In an important and helpful judgment, the Supreme Court has provided guidance, for the first time in 100 years, on the controversial question of whether unenforceable wording can be removed from a restrictive covenant, allowing the rest of the restriction to remain valid and enforceable.

The issues at stake

Post termination restrictions are commonly used when an employer wants to prevent a senior, or influential, employee from undermining the employer's business by leaving and joining a competitor – taking with them valuable client contacts or commercially sensitive information.

Restricting an individual in this way is, however, generally viewed by courts as an unlawful 'restraint of trade' - contrary to public policy.

The courts, therefore, have to strike a balance between allowing businesses to protect their legitimate commercial interests by constraining an ex-employee's activities; and protecting an individual's right to contract or trade freely.

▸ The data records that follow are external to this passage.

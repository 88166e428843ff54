//! Correlation table for requests the engine has accepted.

use std::collections::HashMap;
use std::sync::{Mutex, MutexGuard};

use crate::id::CorrelationId;
use crate::protocol::Request;

/// Requests awaiting an engine completion, keyed by correlation id.
///
/// Lookup and removal happen under one lock acquisition, so a completion
/// can claim its entry at most once.
#[derive(Debug, Default)]
pub struct PendingTable {
    entries: Mutex<HashMap<CorrelationId, Request>>,
}

impl PendingTable {
    pub fn new() -> Self {
        Self::default()
    }

    fn lock(&self) -> MutexGuard<'_, HashMap<CorrelationId, Request>> {
        self.entries.lock().unwrap_or_else(|e| e.into_inner())
    }

    /// Record a request. Returns the entry it displaced, if any.
    pub fn insert(&self, request: Request) -> Option<Request> {
        self.lock().insert(request.correlation_id, request)
    }

    /// Remove and return the entry for `id`.
    pub fn take(&self, id: CorrelationId) -> Option<Request> {
        self.lock().remove(&id)
    }

    pub fn len(&self) -> usize {
        self.lock().len()
    }

    pub fn is_empty(&self) -> bool {
        self.len() == 0
    }

    /// Drop every entry, returning how many there were.
    pub fn clear(&self) -> usize {
        let mut entries = self.lock();
        let n = entries.len();
        entries.clear();
        n
    }
}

In doing so, courts will generally find restrictive covenants  void, unless the employer can show that it

  • has a legitimate interest to protect
  • the protection it has sought is no more than necessary; and
  • no other form of protection (such as confidentiality provisions) would achieve the same result.

The factual background 

In Tillman v Egon Zehnder Limited (2019), the covenant in question required that Ms Tillman would not

"…directly or indirectly engage or be concerned or interested in any business carried on in competition with any of the businesses of [the employer]….”

Ms Tillman argued that this clause was void and unenforceable because the phrase "interested in" was too wide and would prevent Ms Tillman from even holding one share in a public limited company.

Ms Tillman said this meant that the whole clause should fall away, and she should not be prevented from working for a competitor of Egon Zehnder, her former employer.

Egon Zehnder argued that the wording was not void and, even if it was, then only the offending words should be ignored and the rest of the restriction should still apply.

The Supreme Court's decision

The Supreme Court had three questions to consider.

  1. Does a clause preventing an employee from holding shares in a competitor fall within the rules regulating restraint of trade? The Supreme Court found that the answer was yes: senior employees' employment is often dependant on them holding shares in the company for which they work and, therefore, a restriction on shareholding equates to a restriction on the ability to work.
  2. Does the phrase 'interested in' include holding shares in a competitor company? The Supreme Court found that the answer to this question was also yes: the natural meaning of this phrase is understood to include a shareholding, and this is too wide to be a valid restraint on an employee.
  3. Given that the inclusion of 'interested in' was void as an unreasonable restraint of trade, could Egon Zehnder still rely on the rest of the clause, to prevent Ms Tillman from working for a competitor? The Supreme Court found that the answer to this question was yes. The offending phrase could be removed from the rest of the clause, without the remaining wording losing its meaning. Therefore, the Court could apply its metaphorical 'blue pencil' to the unenforceable wording, and the rest of the restriction would remain valid and enforceable.

In making this finding, the Supreme Court clarified previous case law on this question and confirmed that employers can 'sever' unreasonable restrictions from a contractual clause, and still rely on the remaining terms. 

Our comment

This decision will be welcomed by employers seeking to enforce restrictive covenants, as the Supreme Court has loosened the requirements that apply in order for an employer to rely on a restrictive covenant. 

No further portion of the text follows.